BEGIN WORKING DATA

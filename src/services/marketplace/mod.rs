/// Marketplace listings pipeline
///
/// [`proxy`] fetches listings through an ordered set of network routes and
/// [`discount`] decides how large a price drop must be to matter. The
/// polling loop and notifications that consume them live outside this crate.
pub mod discount;
pub mod proxy;

pub use discount::{evaluate_listing, required_percent, DiscountEvaluation, DynamicConstants};
pub use proxy::{order_candidates, Candidate, ListingFetcher};
use std::sync::Arc;

use chrono::{Duration, Utc};
use serde::Deserialize;
use serde_json::json;

use crate::{
    credentials::{CredentialStore, Credentials},
    error::{AppError, AppResult},
    services::http::{HttpRequest, HttpResponse, HttpTransport},
};

#[derive(Debug, Deserialize)]
struct TokenResponse {
    access_token: String,
    refresh_token: String,
    expires_in: i64,
    #[serde(default)]
    token_type: Option<String>,
    #[serde(default)]
    scope: Option<String>,
}

/// Exchanges refresh tokens against the provider's OAuth endpoint
///
/// A call made through [`TokenRefresher::send_authorized`] goes through at
/// most one refresh: `Valid` → 401 → refresh → retry once. A second 401 is
/// final so a revoked refresh token cannot loop.
pub struct TokenRefresher {
    transport: Arc<dyn HttpTransport>,
    store: Arc<dyn CredentialStore>,
    token_url: String,
    client_id: String,
    client_secret: String,
    redirect_uri: String,
}

impl TokenRefresher {
    pub fn new(
        transport: Arc<dyn HttpTransport>,
        store: Arc<dyn CredentialStore>,
        api_url: &str,
        client_id: String,
        client_secret: String,
        redirect_uri: String,
    ) -> Self {
        Self {
            transport,
            store,
            token_url: format!("{}/oauth/token", api_url.trim_end_matches('/')),
            client_id,
            client_secret,
            redirect_uri,
        }
    }

    /// Trades the refresh token for a new pair and persists it
    ///
    /// A failed exchange means the stored credentials can no longer be used
    /// and is reported as a configuration error. A failed write is only
    /// logged: the new pair is still returned for the caller's retry.
    pub async fn refresh(&self, current: &Credentials) -> AppResult<Credentials> {
        let body = json!({
            "client_id": self.client_id,
            "client_secret": self.client_secret,
            "grant_type": "refresh_token",
            "redirect_uri": self.redirect_uri,
            "refresh_token": current.refresh_token,
        });

        let response = self
            .transport
            .send(
                HttpRequest::post(&self.token_url)
                    .header("Content-Type", "application/json")
                    .json(body),
            )
            .await
            .map_err(|e| {
                AppError::Configuration(format!("Unable to refresh watch-history token: {}", e))
            })?;

        if !response.is_success() {
            tracing::error!(
                status = response.status,
                body = %response.body,
                "Token refresh rejected"
            );
            return Err(AppError::Configuration(format!(
                "Watch-history token refresh rejected with status {}; re-authorize the application",
                response.status
            )));
        }

        let tokens: TokenResponse = response.json().map_err(|e| {
            AppError::Configuration(format!("Malformed token refresh response: {}", e))
        })?;

        let refreshed = Credentials {
            access_token: tokens.access_token,
            refresh_token: tokens.refresh_token,
            expires_at: Some(Utc::now() + Duration::seconds(tokens.expires_in)),
            token_type: tokens.token_type,
            scope: tokens.scope,
        };

        // The exchange already spent the old refresh token, so keep going with the new pair
        if let Err(e) = self.store.write(refreshed.clone()).await {
            tracing::error!(error = %e, "Failed to persist refreshed watch-history token");
        }

        tracing::info!(expires_at = ?refreshed.expires_at, "Watch-history token refreshed");

        Ok(refreshed)
    }

    /// Sends the request built for the current access token, refreshing once on 401
    ///
    /// Returns the response together with the credentials that produced it
    /// so the caller can hand them to its next upstream call. Non-401 error
    /// statuses are returned untouched for the caller to classify.
    pub async fn send_authorized<F>(
        &self,
        credentials: Credentials,
        build: F,
    ) -> AppResult<(HttpResponse, Credentials)>
    where
        F: Fn(&str) -> HttpRequest + Send + Sync,
    {
        let response = self
            .transport
            .send(build(&credentials.access_token))
            .await?;

        if response.status != 401 {
            return Ok((response, credentials));
        }

        tracing::info!("Access token rejected by upstream, attempting refresh");

        let refreshed = self.refresh(&credentials).await?;
        let retried = self.transport.send(build(&refreshed.access_token)).await?;

        if retried.status == 401 {
            tracing::error!("Upstream rejected freshly refreshed token");
            return Err(AppError::upstream(401, retried.body));
        }

        Ok((retried, refreshed))
    }
}
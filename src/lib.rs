pub mod cache;
pub mod config;
pub mod credentials;
pub mod error;
pub mod middleware;
pub mod models;
pub mod routes;
pub mod services;
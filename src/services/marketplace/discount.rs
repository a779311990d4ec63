use serde::{Deserialize, Serialize};

use crate::models::marketplace::Listing;

/// Parameters of the required-discount curve
///
/// Prices are in dollars, percentages are fractions (0.05 = 5%).
#[derive(Debug, Clone, Copy, PartialEq, Serialize, Deserialize)]
#[serde(rename_all = "camelCase")]
pub struct DynamicConstants {
    pub base_price: f64,
    pub min_percent: f64,
    pub max_percent: f64,
    #[serde(default = "default_max_price")]
    pub max_price: f64,
}

fn default_max_price() -> f64 {
    100_000.0
}

impl Default for DynamicConstants {
    fn default() -> Self {
        Self {
            base_price: 10.0,
            min_percent: 0.03,
            max_percent: 0.10,
            max_price: default_max_price(),
        }
    }
}

/// Minimum discount fraction a listing at `price` must show to qualify
///
/// Interpolates linearly in log-price space from `max_percent` at or below
/// `base_price` down to `min_percent` at or above `max_price`. Cheap items
/// need a larger relative drop than expensive ones.
pub fn required_percent(price: f64, constants: &DynamicConstants) -> f64 {
    let low_log = constants.base_price.max(1.0).ln();
    let high_log = (constants.base_price + 1.0).max(constants.max_price).ln();
    let cur_log = constants.base_price.max(price).ln();

    let t = if high_log != low_log {
        (cur_log - low_log) / (high_log - low_log)
    } else {
        0.0
    };
    let t = t.clamp(0.0, 1.0);

    constants.max_percent - (constants.max_percent - constants.min_percent) * t
}

/// How a listing's price compares to its reference price
#[derive(Debug, Clone, Copy, PartialEq, Serialize)]
#[serde(rename_all = "camelCase")]
pub struct DiscountEvaluation {
    /// Reference price in dollars
    pub reference_price: f64,
    /// Reference minus listing price, in dollars
    pub discount: f64,
    /// Discount as a fraction of the reference price
    pub discount_percent: f64,
    pub required_percent: f64,
    pub qualifies: bool,
}

/// Scores a listing against its predicted (or base) reference price
///
/// Returns `None` when the listing carries no usable reference. A listing
/// qualifies when both the relative and the absolute discount clear their
/// thresholds.
pub fn evaluate_listing(
    listing: &Listing,
    constants: &DynamicConstants,
    min_discount_abs: f64,
) -> Option<DiscountEvaluation> {
    let reference = listing.reference.as_ref()?;
    let reference_cents = reference.predicted_price.or(reference.base_price)?;
    if reference_cents <= 0 {
        return None;
    }

    let reference_price = reference_cents as f64 / 100.0;
    let price = listing.price as f64 / 100.0;
    let discount = reference_price - price;
    let discount_percent = discount / reference_price;
    let required = required_percent(reference_price, constants);

    Some(DiscountEvaluation {
        reference_price,
        discount,
        discount_percent,
        required_percent: required,
        qualifies: discount_percent >= required && discount >= min_discount_abs,
    })
}
use std::collections::HashMap;
use std::sync::{Mutex, PoisonError};
use std::time::Duration;

use tokio::time::Instant;

use super::CacheKey;

struct CacheEntry<T> {
    data: T,
    timestamp: Instant,
}

/// In-process key/value cache with a fixed time-to-live
///
/// Expiry is lazy: an entry older than `duration` is dropped by the `get`
/// that discovers it. There is no background sweeping and no size bound;
/// the key space is bounded by the distinct request shapes that reach it.
///
/// Two callers racing on the same missing key will both compute the value
/// and the later `set` wins.
pub struct TtlCache<T> {
    duration: Duration,
    entries: Mutex<HashMap<String, CacheEntry<T>>>,
}

impl<T: Clone> TtlCache<T> {
    pub fn new(duration: Duration) -> Self {
        Self {
            duration,
            entries: Mutex::new(HashMap::new()),
        }
    }

    /// Returns a clone of the cached value, or `None` if absent or expired
    pub fn get(&self, key: &CacheKey) -> Option<T> {
        let key = key.to_string();
        let mut entries = self.entries.lock().unwrap_or_else(PoisonError::into_inner);

        let entry = entries.get(&key)?;
        if entry.timestamp.elapsed() > self.duration {
            entries.remove(&key);
            tracing::debug!(key = %key, "Cache entry expired");
            return None;
        }

        Some(entry.data.clone())
    }

    /// Stores a value, replacing any previous entry and resetting its age
    pub fn set(&self, key: &CacheKey, data: T) {
        let mut entries = self.entries.lock().unwrap_or_else(PoisonError::into_inner);
        entries.insert(
            key.to_string(),
            CacheEntry {
                data,
                timestamp: Instant::now(),
            },
        );
    }

    pub fn clear(&self) {
        self.entries
            .lock()
            .unwrap_or_else(PoisonError::into_inner)
            .clear();
    }

    /// Number of stored entries, including expired ones not yet read
    pub fn len(&self) -> usize {
        self.entries
            .lock()
            .unwrap_or_else(PoisonError::into_inner)
            .len()
    }

    pub fn is_empty(&self) -> bool {
        self.len() == 0
    }
}
//! Hand pattern detectors.
//!
//! Both detectors look at one player's hole cards together with the
//! community cards. Neither ranks a full poker hand.

use super::constants::{FLUSH_SIZE, MAX_VALUE};
use super::entities::{Card, Player, Suit, Value, value_label};

/// A player's hole cards followed by the community cards.
pub fn hand_cards<'a>(
    player: &'a Player,
    community_cards: &'a [Card],
) -> impl Iterator<Item = &'a Card> + 'a {
    player.cards.iter().chain(community_cards)
}

/// First suit, in [`Suit::ALL`] order, held by five or more of the
/// player's cards.
pub fn find_flush(player: &Player, community_cards: &[Card]) -> Option<Suit> {
    let mut counts = [0usize; Suit::ALL.len()];
    for card in hand_cards(player, community_cards) {
        counts[card.1.index()] += 1;
    }
    Suit::ALL
        .into_iter()
        .find(|suit| counts[suit.index()] >= FLUSH_SIZE)
}

pub fn has_flush(player: &Player, community_cards: &[Card]) -> bool {
    find_flush(player, community_cards).is_some()
}

/// Label of the lowest value that appears exactly twice. Trips and quads
/// don't count.
pub fn find_pair(player: &Player, community_cards: &[Card]) -> Option<String> {
    let mut counts = [0usize; MAX_VALUE as usize + 1];
    for card in hand_cards(player, community_cards) {
        if let Some(count) = counts.get_mut(usize::from(card.0)) {
            *count += 1;
        }
    }
    counts
        .iter()
        .position(|&count| count == 2)
        .map(|value| value_label(value as Value))
}

pub fn has_pair(player: &Player, community_cards: &[Card]) -> bool {
    find_pair(player, community_cards).is_some()
}
//! Card model, dealing engine, and hand detectors.
//!
//! - [`entities`]: cards, the deck, and players
//! - [`table`]: the dealt game state and its invariants
//! - [`functional`]: flush and pair detection

pub mod constants;
pub mod entities;
pub mod functional;
pub mod table;

pub use table::{DealError, PokerTable};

END WORKING DATA

Go line by line through the data above and report each one that holds the string "async".

    pub async fn refresh(&self, current: &Credentials) -> AppResult<Credentials> {
    pub async fn send_authorized<F>(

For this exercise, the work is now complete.